Scientists from Northwestern University have created a miniature female reproductive tract, containing 3-D models of ovaries, fallopian tubes, the uterus, cervix, vagina and liver with fluid pumping through all of them that performs the function of blood. The device could help drug developers identify beneficial treatments and help guide more individualized therapy.

This new technology is called EVATAR and is made with human tissue. What makes it ground-breaking is how it creates a dynamic culture in which organs communicate with each other as opposed to being static in a dish.
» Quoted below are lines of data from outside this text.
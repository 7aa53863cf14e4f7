use tether_types::{Checksum, DocumentId, ProjectId};

/// Errors from building or assembling snapshots.
#[derive(Debug, thiserror::Error)]
pub enum SnapshotError {
    #[error("store error: {0}")]
    Store(#[from] tether_store::StoreError),

    #[error("unknown project: {0}")]
    UnknownProject(ProjectId),

    #[error("unknown document: {0}")]
    UnknownDocument(DocumentId),

    #[error("project already exists: {0}")]
    DuplicateProject(ProjectId),

    #[error("document already exists: {0}")]
    DuplicateDocument(DocumentId),

    /// A node referenced by the tree was not supplied.
    #[error("missing node {0}")]
    MissingNode(Checksum),

    /// A node decoded but does not fit the tree shape.
    #[error("malformed node {checksum}: {reason}")]
    Malformed { checksum: Checksum, reason: String },
}

pub type SnapshotResult<T> = Result<T, SnapshotError>;
use tether_protocol::{ErrorCode, ProtocolError, RemoteError};
use tether_rpc::RpcError;
use tether_snapshot::SnapshotError;
use tether_store::StoreError;
use thiserror::Error;

#[derive(Debug, Error)]
pub enum HostError {
    /// The worker connection dropped or the worker process died.
    #[error("connection to worker lost")]
    ConnectionLost,

    /// The worker asked for content the host should own.
    #[error("checksum not found on host: {0}")]
    ChecksumNotFound(String),

    #[error("synchronization failed: {0}")]
    SyncFailed(String),

    #[error("request faulted: {0}")]
    RequestFaulted(String),

    #[error("request canceled")]
    Canceled,

    #[error("request rejected: {0}")]
    QueueRejected(String),

    /// Any other error the worker answered with.
    #[error("worker error: {0}")]
    Remote(RemoteError),

    #[error("failed to launch worker: {0}")]
    Launch(String),

    #[error("protocol error: {0}")]
    Protocol(#[from] ProtocolError),

    #[error("snapshot error: {0}")]
    Snapshot(#[from] SnapshotError),

    #[error("store error: {0}")]
    Store(#[from] StoreError),

    #[error("I/O error: {0}")]
    Io(#[from] std::io::Error),
}

impl HostError {
    /// Whether the call should be retried against a fresh worker.
    pub fn is_retryable(&self) -> bool {
        matches!(self, Self::ConnectionLost | Self::SyncFailed(_))
    }

    pub fn code(&self) -> ErrorCode {
        match self {
            Self::ConnectionLost => ErrorCode::ConnectionLost,
            Self::ChecksumNotFound(_) => ErrorCode::ChecksumNotFound,
            Self::SyncFailed(_) => ErrorCode::SyncFailed,
            Self::RequestFaulted(_) => ErrorCode::RequestFaulted,
            Self::Canceled => ErrorCode::Canceled,
            Self::QueueRejected(_) => ErrorCode::QueueRejected,
            Self::Remote(e) => e.code,
            Self::Protocol(ProtocolError::InvalidParams(_)) => ErrorCode::InvalidParams,
            Self::Launch(_) | Self::Protocol(_) | Self::Snapshot(_) | Self::Store(_) | Self::Io(_) => {
                ErrorCode::Internal
            }
        }
    }
}

impl From<RemoteError> for HostError {
    fn from(e: RemoteError) -> Self {
        match e.code {
            ErrorCode::ConnectionLost => Self::ConnectionLost,
            ErrorCode::ChecksumNotFound => Self::ChecksumNotFound(e.message),
            ErrorCode::SyncFailed => Self::SyncFailed(e.message),
            ErrorCode::RequestFaulted => Self::RequestFaulted(e.message),
            ErrorCode::Canceled => Self::Canceled,
            ErrorCode::QueueRejected => Self::QueueRejected(e.message),
            _ => Self::Remote(e),
        }
    }
}

impl From<RpcError> for HostError {
    fn from(e: RpcError) -> Self {
        match e {
            RpcError::ConnectionLost => Self::ConnectionLost,
            RpcError::Canceled => Self::Canceled,
            RpcError::Remote(remote) => remote.into(),
            RpcError::Protocol(p) => Self::Protocol(p),
        }
    }
}

pub type HostResult<T> = Result<T, HostError>;
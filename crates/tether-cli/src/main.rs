use clap::Parser;
use tracing::Level;

mod cli;
mod commands;
mod config;
mod loader;

#[tokio::main]
async fn main() -> anyhow::Result<()> {
    let cli = cli::Cli::parse();
    let level = if cli.verbose { Level::DEBUG } else { Level::INFO };
    // stdout carries frames in worker mode.
    tracing_subscriber::fmt()
        .with_writer(std::io::stderr)
        .with_max_level(level)
        .init();
    commands::run_command(cli).await
}
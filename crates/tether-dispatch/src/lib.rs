//! Request admission for tether.
//!
//! The [`Dispatcher`] is a small state machine over one logical workspace:
//!
//! ```text
//!            mutating                      read-only
//! Idle ─────────────► ExclusiveRunning    Idle ─────► ConcurrentRunning(1)
//!   ▲                       │                 ▲              │ +read-only
//!   └──── completes ────────┘                 └── last done ─┘
//! ```
//!
//! Requests that cannot start immediately wait in a FIFO queue. A read-only
//! request never overtakes a queued mutating one, so admission follows
//! arrival order across the mutating/read-only boundary while read-only
//! requests admitted together run concurrently.

pub mod dispatcher;
pub mod error;

pub use dispatcher::{Dispatcher, DispatcherState, RequestMode};
pub use error::DispatchError;
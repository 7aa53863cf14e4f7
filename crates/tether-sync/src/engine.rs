use std::collections::{HashMap, HashSet};
use std::sync::Arc;

use tether_snapshot::{children, Snapshot};
use tether_store::{ContentStore, StoredObject};
use tether_types::{CancellationSignal, Checksum, SnapshotVersion};
use tracing::{debug, info, warn};

use crate::error::{SyncError, SyncResult};
use crate::pin::{PinGuard, PinTable};
use crate::source::AssetSource;
use crate::types::SyncReport;
use crate::verifier::AssetVerifier;

/// Retains the checksums a walk has touched until the walk ends, so nodes
/// inserted early cannot be evicted before the snapshot is pinned.
struct WalkRetain<'a> {
    store: &'a dyn ContentStore,
    checksums: Vec<Checksum>,
}

impl<'a> WalkRetain<'a> {
    fn new(store: &'a dyn ContentStore) -> Self {
        Self {
            store,
            checksums: Vec::new(),
        }
    }

    fn add(&mut self, level: &[Checksum]) {
        self.store.retain(level);
        self.checksums.extend_from_slice(level);
    }
}

impl Drop for WalkRetain<'_> {
    fn drop(&mut self) {
        self.store.release(&self.checksums);
    }
}

/// Reconstructs snapshots on the worker by pulling missing nodes.
pub struct SyncEngine {
    store: Arc<dyn ContentStore>,
    source: Arc<dyn AssetSource>,
    pins: Arc<PinTable>,
}

impl SyncEngine {
    pub fn new(
        store: Arc<dyn ContentStore>,
        source: Arc<dyn AssetSource>,
        pins: Arc<PinTable>,
    ) -> Self {
        Self {
            store,
            source,
            pins,
        }
    }

    pub fn pins(&self) -> &Arc<PinTable> {
        &self.pins
    }

    pub fn store(&self) -> &Arc<dyn ContentStore> {
        &self.store
    }

    /// Resolve and pin the snapshot rooted at `root`.
    ///
    /// On any error the partially walked tree is discarded. Nodes already
    /// inserted into the store stay there (they are valid content), but no
    /// snapshot is assembled or pinned.
    pub async fn synchronize(
        &self,
        root: Checksum,
        version: SnapshotVersion,
        cancel: &CancellationSignal,
    ) -> SyncResult<(PinGuard, SyncReport)> {
        if let Some(guard) = self.pins.acquire(&root) {
            debug!(checksum = %root, "whole-snapshot hit");
            return Ok((guard, SyncReport::whole_snapshot_hit()));
        }

        let mut report = SyncReport::default();
        let mut walk = WalkRetain::new(self.store.as_ref());
        let resolved = match self.walk(root, cancel, &mut walk, &mut report).await {
            Ok(resolved) => resolved,
            Err(e) => {
                warn!(checksum = %root, error = %e, fetched = report.fetched, "synchronization failed");
                return Err(e);
            }
        };
        report.visited = resolved.len();

        let snapshot = Snapshot::assemble(root, version, |c| Ok(resolved.get(c).cloned()))?;
        let guard = self.pins.pin(Arc::new(snapshot));
        drop(walk);

        info!(
            checksum = %root,
            visited = report.visited,
            fetched = report.fetched,
            reused = report.reused,
            "synchronized snapshot"
        );
        Ok((guard, report))
    }

    /// Walk the tree top-down, one level per round trip.
    async fn walk(
        &self,
        root: Checksum,
        cancel: &CancellationSignal,
        walk: &mut WalkRetain<'_>,
        report: &mut SyncReport,
    ) -> SyncResult<HashMap<Checksum, StoredObject>> {
        let mut resolved = HashMap::new();
        let mut seen = HashSet::from([root]);
        let mut level = vec![root];

        while !level.is_empty() {
            if cancel.is_cancelled() {
                return Err(SyncError::Canceled);
            }
            walk.add(&level);

            let (mut found, missing) = AssetVerifier::partition_local(self.store.as_ref(), &level)?;
            report.reused += found.len();

            if !missing.is_empty() {
                debug!(count = missing.len(), "pulling missing nodes");
                let received = self.source.fetch(&missing, cancel).await?;
                let verified = AssetVerifier::verify_batch(&missing, received)?;
                report.fetched += verified.len();
                for (_, object) in &verified {
                    self.store.put(object.clone())?;
                }
                found.extend(verified);
            }

            let mut next = Vec::new();
            for (checksum, object) in found {
                for child in children(&checksum, &object)? {
                    if seen.insert(child) {
                        next.push(child);
                    }
                }
                resolved.insert(checksum, object);
            }
            level = next;
        }
        Ok(resolved)
    }
}

impl std::fmt::Debug for SyncEngine {
    fn fmt(&self, f: &mut std::fmt::Formatter<'_>) -> std::fmt::Result {
        f.debug_struct("SyncEngine")
            .field("pins", &self.pins)
            .finish()
    }
}
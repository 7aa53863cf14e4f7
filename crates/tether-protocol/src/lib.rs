//! Wire protocol for tether.
//!
//! Host and worker exchange length-framed JSON messages over a byte stream
//! (the worker's stdio in production, an in-memory duplex in tests). Each
//! frame is a [`Message`]: a request (has an id and a method), a response
//! (has the id of the request it answers and a result or an error), or a
//! notification (a method without an id, never answered).
//!
//! Method names are stable strings defined in [`methods`], each with a
//! typed parameter struct.

pub mod codec;
pub mod error;
pub mod message;
pub mod methods;

pub use codec::{FrameCodec, MAX_FRAME_SIZE};
pub use error::{ProtocolError, ProtocolResult};
pub use message::{decode_params, encode_params, ErrorCode, Message, RemoteError};
pub use methods::{
    Asset, CancelParams, FetchAssetsParams, FetchAssetsResult, InvokeParams, ReleasePinParams,
    SetPrimaryParams, SetPrimaryResult, SynchronizeParams, SynchronizeResult,
    MAX_ASSET_BATCH_BYTES,
};
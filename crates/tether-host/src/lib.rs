//! Host side of tether.
//!
//! The host owns the authoritative content store. It launches a worker on
//! first use, answers the worker's `fetch-assets` pulls, and hides worker
//! loss behind a retry-once policy: a call that fails with
//! `ConnectionLost` or `SyncFailed` is retried exactly once against a
//! freshly launched worker, then reported.
//!
//! # Key Types
//!
//! - [`RemoteHost`]: Lazily launched worker plus the retry policy
//! - [`HostAssetService`]: Serves `fetch-assets` from the host store
//! - [`WorkerLauncher`]: How workers are started ([`ProcessLauncher`], [`InProcessLauncher`])
//! - [`RemotePin`]: Handle to a snapshot pinned on the current worker
//! - [`HostConfig`]: Worker command line and store settings

pub mod assets;
pub mod config;
pub mod error;
pub mod launcher;
pub mod remote;

pub use assets::HostAssetService;
pub use config::HostConfig;
pub use error::{HostError, HostResult};
pub use launcher::{InProcessLauncher, ProcessLauncher, WorkerLauncher, WorkerStreams};
pub use remote::{RemoteHost, RemotePin};
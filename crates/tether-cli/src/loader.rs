use std::fs;
use std::path::Path;
use std::sync::Arc;

use anyhow::Context;
use tether_snapshot::{ProjectInfo, Workspace};
use tether_store::ContentStore;
use tether_types::{Checksum, DocumentId, ProjectId};
use tracing::debug;
use walkdir::{DirEntry, WalkDir};

/// Directories never loaded as source.
const SKIPPED_DIRS: &[&str] = &["target", "node_modules"];

/// Load every UTF-8 file under `root` into a fresh workspace as a single
/// project. Ids derive from relative paths, so loading the same tree twice
/// yields the same snapshot checksum.
pub fn load_directory(root: &Path, store: Arc<dyn ContentStore>) -> anyhow::Result<Workspace> {
    let name = root
        .canonicalize()
        .with_context(|| format!("resolving {}", root.display()))?
        .file_name()
        .map(|n| n.to_string_lossy().into_owned())
        .unwrap_or_else(|| "root".to_string());

    let mut workspace = Workspace::new(store)?;
    let project = workspace.add_project(
        ProjectInfo::new(name.clone(), "text").with_id(ProjectId::from_u128(stable_id(&name))),
    )?;

    let walker = WalkDir::new(root)
        .sort_by_file_name()
        .into_iter()
        .filter_entry(|e| e.depth() == 0 || !skipped(e));
    for entry in walker {
        let entry = entry?;
        if !entry.file_type().is_file() {
            continue;
        }
        let relative = entry
            .path()
            .strip_prefix(root)
            .with_context(|| format!("{} is outside {}", entry.path().display(), root.display()))?;
        let doc_name = relative
            .components()
            .map(|c| c.as_os_str().to_string_lossy())
            .collect::<Vec<_>>()
            .join("/");
        let bytes = fs::read(entry.path())
            .with_context(|| format!("reading {}", entry.path().display()))?;
        let Ok(text) = String::from_utf8(bytes) else {
            debug!(path = %entry.path().display(), "skipping non-UTF-8 file");
            continue;
        };
        let id = DocumentId::from_u128(stable_id(&doc_name));
        workspace.add_document_with_id(project, id, doc_name, text)?;
    }
    Ok(workspace)
}

fn skipped(entry: &DirEntry) -> bool {
    let name = entry.file_name().to_string_lossy();
    name.starts_with('.') || (entry.file_type().is_dir() && SKIPPED_DIRS.contains(&name.as_ref()))
}

fn stable_id(key: &str) -> u128 {
    let digest = Checksum::of(key.as_bytes());
    let mut raw = [0u8; 16];
    raw.copy_from_slice(&digest.as_bytes()[..16]);
    u128::from_le_bytes(raw)
}

#[cfg(test)]
mod tests {
    use super::*;
    use tether_store::InMemoryContentStore;

    fn tree() -> tempfile::TempDir {
        let dir = tempfile::tempdir().unwrap();
        fs::create_dir_all(dir.path().join("src/nested")).unwrap();
        fs::create_dir_all(dir.path().join(".git")).unwrap();
        fs::create_dir_all(dir.path().join("target/debug")).unwrap();
        fs::write(dir.path().join("README.md"), "# demo\n").unwrap();
        fs::write(dir.path().join("src/main.rs"), "fn main() {}\n").unwrap();
        fs::write(dir.path().join("src/nested/util.rs"), "pub fn util() {}\n").unwrap();
        fs::write(dir.path().join(".git/HEAD"), "ref: main\n").unwrap();
        fs::write(dir.path().join("target/debug/out"), "build output").unwrap();
        fs::write(dir.path().join("logo.bin"), [0xffu8, 0xfe, 0x00]).unwrap();
        dir
    }

    fn load(root: &Path) -> Workspace {
        load_directory(root, Arc::new(InMemoryContentStore::new())).unwrap()
    }

    #[test]
    fn loads_text_files_with_relative_names() {
        let dir = tree();
        let snapshot = load(dir.path()).current();
        let mut names: Vec<_> = snapshot.documents().map(|d| d.name().to_string()).collect();
        names.sort();
        assert_eq!(names, vec!["README.md", "src/main.rs", "src/nested/util.rs"]);
        assert_eq!(snapshot.projects().count(), 1);
    }

    #[test]
    fn same_tree_same_checksum() {
        let dir = tree();
        let a = load(dir.path()).current().checksum();
        let b = load(dir.path()).current().checksum();
        assert_eq!(a, b);

        fs::write(dir.path().join("src/main.rs"), "fn main() { run() }\n").unwrap();
        assert_ne!(load(dir.path()).current().checksum(), a);
    }

    #[test]
    fn missing_root_is_an_error() {
        let dir = tempfile::tempdir().unwrap();
        let missing = dir.path().join("absent");
        assert!(load_directory(&missing, Arc::new(InMemoryContentStore::new())).is_err());
    }
}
The objective is to use an individual’s stem cells to create a personalized replica of their reproductive system.

“If I had your stem cells and created a heart, liver, lung and an ovary, I could test 10 different drugs at 10 different doses on you and say, ‘Here’s the drug that will help your Alzheimer’s or Parkinson’s or diabetes,” said Teresa Woodruff, reproductive scientist at Northwestern University Feinberg, where the research is being conducted in conjunction with Draper Laboratory. “It’s the ultimate personalized medicine, a model of your body for testing drugs.”

The scientists hope that EVATAR will help identify causes of endometriosis, fibroids and some cancers, as they are all hormone driven. As well as identifying such conditions, the system allows scientists to test any number of compounds and pharmaceuticals to witness how they affect these organs. 

Speaking of the the systems potential, Ms. Woodruff said, “This is nothing short of a revolutionary technology.”